Hong Kong team reports first documented coronavirus reinfection in patient

A Hong Kong man who recovered from the COVID-19 illness caused by the coronavirus was infected again four-and-a-half months later in the first documented instance of human reinfection, researchers at the University of Hong Kong said on Monday.

Man tests positive for COVID-19 again, 4 months after first infection, scientists say

People wearing face masks stand at a bus station amid the COVID-19 outbreak on Saturday in Hong Kong. A man in Hong Kong contracted a different coronavirus strain from the one he had originally, medical researchers say. (Zhang Wei/China News Service/Getty)

A Hong Kong man who recovered from the COVID-19 illness caused by the coronavirus was infected again four-and-a-half months later in the first documented instance of human reinfection, researchers at the University of Hong Kong said on Monday.

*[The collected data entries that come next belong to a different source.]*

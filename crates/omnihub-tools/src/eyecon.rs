//! Eyecon caller-id lookup adapter.
//!
//! The Eyecon upstream is flaky: auth headers expire, and it sometimes
//! answers with HTML instead of JSON. Those conditions degrade to a
//! "safe mode" report with empty names rather than an error, so the caller
//! still gets a well-formed (and charged) response; only transport failures
//! surface as adapter errors.

use reqwest::Client;
use serde::Serialize;

use crate::phone::sanitize_msisdn;
use crate::AdapterError;

/// Eyecon auth header values.
#[derive(Debug, Clone)]
pub struct EyeconAuth {
    /// `e-auth-v` header.
    pub auth_v: String,
    /// `e-auth` header.
    pub auth: String,
    /// `e-auth-c` header.
    pub auth_c: String,
    /// `e-auth-k` header.
    pub auth_k: String,
}

/// Normalized Eyecon lookup result.
#[derive(Debug, Clone, Serialize)]
pub struct EyeconReport {
    /// Always true: degraded upstreams still produce a report.
    pub success: bool,
    /// "live" when the upstream answered usable JSON, "safe" otherwise.
    pub mode: &'static str,
    /// The sanitized number that was queried.
    pub query: String,
    /// HTTP status the upstream answered with.
    pub status_code: u16,
    /// Names attached to the number, empty in safe mode.
    pub names: Vec<serde_json::Value>,
    /// Human-readable note for safe mode.
    #[serde(skip_serializing_if = "Option::is_none")]
    pub message: Option<String>,
    /// Whether auth headers were configured for this request.
    pub headers_configured: bool,
}

/// Adapter for the Eyecon name lookup API.
#[derive(Debug, Clone)]
pub struct EyeconLookup {
    client: Client,
    base_url: String,
    auth: Option<EyeconAuth>,
}

impl EyeconLookup {
    /// Create a new Eyecon adapter. `auth` may be absent; the upstream then
    /// usually answers 401 and the adapter reports safe mode.
    #[must_use]
    pub fn new(client: Client, base_url: &str, auth: Option<EyeconAuth>) -> Self {
        Self {
            client,
            base_url: base_url.trim_end_matches('/').to_string(),
            auth,
        }
    }

    /// Look up the names registered for a phone number.
    ///
    /// # Errors
    ///
    /// Returns an error if the input has no digits or the transport fails.
    /// Upstream auth failures and unparseable bodies are not errors; they
    /// produce a safe-mode report.
    pub async fn lookup(&self, phone: &str) -> Result<EyeconReport, AdapterError> {
        let query = sanitize_msisdn(phone);
        if query.is_empty() {
            return Err(AdapterError::InvalidInput(
                "phone number contains no digits".into(),
            ));
        }

        let url = format!("{}/app/getnames.jsp", self.base_url);
        let mut request = self
            .client
            .get(&url)
            .header("accept", "application/json")
            .query(&[
                ("cli", query.as_str()),
                ("lang", "en"),
                ("is_callerid", "true"),
                ("is_ic", "true"),
                ("requestApi", "URLconnection"),
            ]);

        let headers_configured = self.auth.is_some();
        if let Some(auth) = &self.auth {
            request = request
                .header("e-auth-v", &auth.auth_v)
                .header("e-auth", &auth.auth)
                .header("e-auth-c", &auth.auth_c)
                .header("e-auth-k", &auth.auth_k);
        }

        let response = request.send().await?;
        let status = response.status();
        let status_code = status.as_u16();
        let body = response.text().await?;

        tracing::debug!(%query, status = status_code, body_len = body.len(), "eyecon answered");

        if status.is_success() {
            if let Ok(data) = serde_json::from_str::<serde_json::Value>(&body) {
                return Ok(EyeconReport {
                    success: true,
                    mode: "live",
                    query,
                    status_code,
                    names: extract_names(&data),
                    message: None,
                    headers_configured,
                });
            }
        }

        let message = if status_code == 401 || status_code == 403 {
            "Eyecon authentication failed - headers may be invalid or expired".to_string()
        } else {
            format!("Eyecon returned status {status_code}")
        };

        Ok(EyeconReport {
            success: true,
            mode: "safe",
            query,
            status_code,
            names: Vec::new(),
            message: Some(message),
            headers_configured,
        })
    }
}

/// Pull a name list out of whichever shape the upstream chose today.
fn extract_names(data: &serde_json::Value) -> Vec<serde_json::Value> {
    match data {
        serde_json::Value::Array(items) => items.clone(),
        serde_json::Value::Object(map) => {
            if let Some(serde_json::Value::Array(items)) = map.get("names").or_else(|| map.get("results")) {
                items.clone()
            } else if let Some(name) = map.get("name") {
                vec![serde_json::json!({ "name": name })]
            } else {
                Vec::new()
            }
        }
        _ => Vec::new(),
    }
}
//! External tool adapters for OmniHub.
//!
//! Each adapter is a stateless struct that translates a validated request
//! into one external API call and a normalized response. Adapters own their
//! `reqwest::Client` (30 second timeout) and a configurable base URL so tests
//! can point them at a local mock server.
//!
//! Adapters never touch accounts, credits, or logs; the authorization gate in
//! the service crate is responsible for all accounting around an adapter call.

#![forbid(unsafe_code)]
#![warn(missing_docs)]
#![warn(clippy::all)]
#![warn(clippy::pedantic)]

pub mod enhance;
pub mod eyecon;
pub mod livetv;
pub mod otp;
pub mod phone;
pub mod tempmail;
pub mod video;

pub use enhance::{EnhanceReport, ImageEnhance};
pub use eyecon::{EyeconAuth, EyeconLookup, EyeconReport};
pub use livetv::{Channel, LiveTv, StreamReport};
pub use otp::{OtpReport, TamashaOtp};
pub use phone::{sanitize_msisdn, PhoneLookup, PhoneLookupReport};
pub use tempmail::{InboxReport, MailboxReport, TempMail};
pub use video::{DownloadLink, VideoReport, YoutubeInfo};

use std::time::Duration;

/// Default timeout applied to every adapter HTTP client.
pub const ADAPTER_HTTP_TIMEOUT: Duration = Duration::from_secs(30);

/// Build the shared adapter HTTP client.
///
/// # Panics
///
/// Panics if the client cannot be built (should not happen with default
/// settings).
#[must_use]
pub fn http_client() -> reqwest::Client {
    reqwest::Client::builder()
        .timeout(ADAPTER_HTTP_TIMEOUT)
        .build()
        .expect("failed to build HTTP client")
}

/// Errors an adapter can produce.
///
/// `InvalidInput`, `NotFound`, and `Unavailable` are request-shaped failures;
/// the rest are transport or upstream failures. All of them are recorded by
/// the gate as failed usage with zero charge.
#[derive(Debug, thiserror::Error)]
pub enum AdapterError {
    /// The request input could not be used (bad URL, malformed address, ...).
    #[error("invalid input: {0}")]
    InvalidInput(String),

    /// The requested resource does not exist (e.g. unknown channel).
    #[error("not found: {0}")]
    NotFound(String),

    /// The resource exists but is not currently usable.
    #[error("unavailable: {0}")]
    Unavailable(String),

    /// The upstream answered with an unexpected status.
    #[error("upstream error: status {status}")]
    Upstream {
        /// HTTP status code returned by the upstream.
        status: u16,
    },

    /// The upstream did not answer in time.
    #[error("upstream timed out")]
    Timeout,

    /// Transport-level HTTP failure.
    #[error("http error: {0}")]
    Http(String),
}

impl From<reqwest::Error> for AdapterError {
    fn from(err: reqwest::Error) -> Self {
        if err.is_timeout() {
            Self::Timeout
        } else {
            Self::Http(err.to_string())
        }
    }
}

/// Configuration for constructing the full adapter set.
#[derive(Debug, Clone)]
pub struct ToolsConfig {
    /// Base URL of the phone database API.
    pub phone_base_url: String,
    /// Base URL of the Eyecon API.
    pub eyecon_base_url: String,
    /// Eyecon auth header values, if configured.
    pub eyecon_auth: Option<EyeconAuth>,
    /// Base URL of the temp-mail provider.
    pub tempmail_base_url: String,
    /// Base URL of the video oEmbed endpoint.
    pub oembed_base_url: String,
}

impl Default for ToolsConfig {
    fn default() -> Self {
        Self {
            phone_base_url: "https://sychosimdatabase.vercel.app".into(),
            eyecon_base_url: "https://api.eyecon-app.com".into(),
            eyecon_auth: None,
            tempmail_base_url: "https://www.1secmail.com".into(),
            oembed_base_url: "https://noembed.com".into(),
        }
    }
}

/// The full set of adapters, one per tool.
pub struct ToolSet {
    /// Phone database lookup.
    pub phone: PhoneLookup,
    /// Eyecon caller-id lookup.
    pub eyecon: EyeconLookup,
    /// Temporary email mailboxes.
    pub tempmail: TempMail,
    /// YouTube metadata and download links.
    pub youtube: YoutubeInfo,
    /// Image enhancement.
    pub enhance: ImageEnhance,
    /// Live TV channel catalog and streams.
    pub livetv: LiveTv,
    /// Tamasha OTP.
    pub otp: TamashaOtp,
}

impl ToolSet {
    /// Build every adapter from one configuration.
    #[must_use]
    pub fn new(config: &ToolsConfig) -> Self {
        let client = http_client();
        Self {
            phone: PhoneLookup::new(client.clone(), &config.phone_base_url),
            eyecon: EyeconLookup::new(
                client.clone(),
                &config.eyecon_base_url,
                config.eyecon_auth.clone(),
            ),
            tempmail: TempMail::new(client.clone(), &config.tempmail_base_url),
            youtube: YoutubeInfo::new(client, &config.oembed_base_url),
            enhance: ImageEnhance::new(),
            livetv: LiveTv::new(),
            otp: TamashaOtp::new(),
        }
    }
}
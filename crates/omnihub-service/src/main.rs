//! OmniHub Service - credit-gated tool API.

use std::sync::Arc;

use tracing_subscriber::{layer::SubscriberExt, util::SubscriberInitExt};

use omnihub_service::{bootstrap, create_router, AppState, ServiceConfig};
use omnihub_store::RocksStore;

#[tokio::main]
async fn main() -> Result<(), Box<dyn std::error::Error>> {
    tracing_subscriber::registry()
        .with(
            tracing_subscriber::EnvFilter::try_from_default_env()
                .unwrap_or_else(|_| "info,omnihub=debug".into()),
        )
        .with(tracing_subscriber::fmt::layer())
        .init();

    tracing::info!("Starting OmniHub service");

    let config = ServiceConfig::from_env();
    tracing::info!(
        listen_addr = %config.listen_addr,
        data_dir = %config.data_dir,
        eyecon_auth_configured = config.tools.eyecon_auth.is_some(),
        "Service configuration loaded"
    );

    let store = Arc::new(RocksStore::open(&config.data_dir)?);
    bootstrap::ensure_admin(store.as_ref(), &config)?;

    let state = AppState::new(store, config.clone());
    let app = create_router(state);

    tracing::info!(listen_addr = %config.listen_addr, "Starting HTTP server");
    let listener = tokio::net::TcpListener::bind(&config.listen_addr).await?;
    axum::serve(listener, app).await?;

    Ok(())
}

The findings indicate the disease, which has killed more than 800,000 people worldwide, may continue to spread amongst the global population despite herd immunity, they said.

The 33-year-old man was cleared of COVID-19 and discharged from a hospital in April but tested positive again after returning from Spain via Britain on Aug. 15.

The patient had appeared to be previously healthy, researchers said in the paper, which was accepted by the international medical journal Clinical Infectious Diseases.

He was found to have contracted a different coronavirus strain from the one he had previously contracted and remained asymptomatic for the second infection.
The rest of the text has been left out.